(YOUR INSTRUCTIONS) From the line with "pub fn as_slice(&self)" through the line with "pub fn into_records(self)", inclusive, return each line of the data below exactly and leave the rest out.

Collected data
################
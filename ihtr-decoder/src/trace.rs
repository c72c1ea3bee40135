/// An ordered branch sequence, oldest record first.
///
/// This is the single output convention of both decoders: index 0 is the
/// oldest retained branch, the last index the newest. Presentation layers
/// that print "most recent first" reverse explicitly via
/// [`newest_first`][Self::newest_first].
#[derive(Debug, Clone, PartialEq, Eq, Default)]
pub struct OrderedTrace<T> {
    records: Vec<T>,
}

impl<T> OrderedTrace<T> {
    pub(crate) fn from_records(records: Vec<T>) -> Self {
        Self { records }
    }

    #[must_use]
    pub fn len(&self) -> usize {
        self.records.len()
    }

    #[must_use]
    pub fn is_empty(&self) -> bool {
        self.records.is_empty()
    }

    #[must_use]
    pub fn as_slice(&self) -> &[T] {
        &self.records
    }

    /// Oldest-to-newest iteration.
    pub fn iter(&self) -> std::slice::Iter<'_, T> {
        self.records.iter()
    }

    /// Newest-to-oldest iteration, for display only.
    pub fn newest_first(&self) -> impl Iterator<Item = &T> {
        self.records.iter().rev()
    }

    #[must_use]
    pub fn into_records(self) -> Vec<T> {
        self.records
    }
}

impl<'a, T> IntoIterator for &'a OrderedTrace<T> {
    type Item = &'a T;
    type IntoIter = std::slice::Iter<'a, T>;

    fn into_iter(self) -> Self::IntoIter {
        self.records.iter()
    }
}

impl<T> IntoIterator for OrderedTrace<T> {
    type Item = T;
    type IntoIter = std::vec::IntoIter<T>;

    fn into_iter(self) -> Self::IntoIter {
        self.records.into_iter()
    }
}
################
(EXERCISE ANSWER)
    pub fn as_slice(&self) -> &[T] {
        &self.records
    }

    /// Oldest-to-newest iteration.
    pub fn iter(&self) -> std::slice::Iter<'_, T> {
        self.records.iter()
    }

    /// Newest-to-oldest iteration, for display only.
    pub fn newest_first(&self) -> impl Iterator<Item = &T> {
        self.records.iter().rev()
    }

    #[must_use]
    pub fn into_records(self) -> Vec<T> {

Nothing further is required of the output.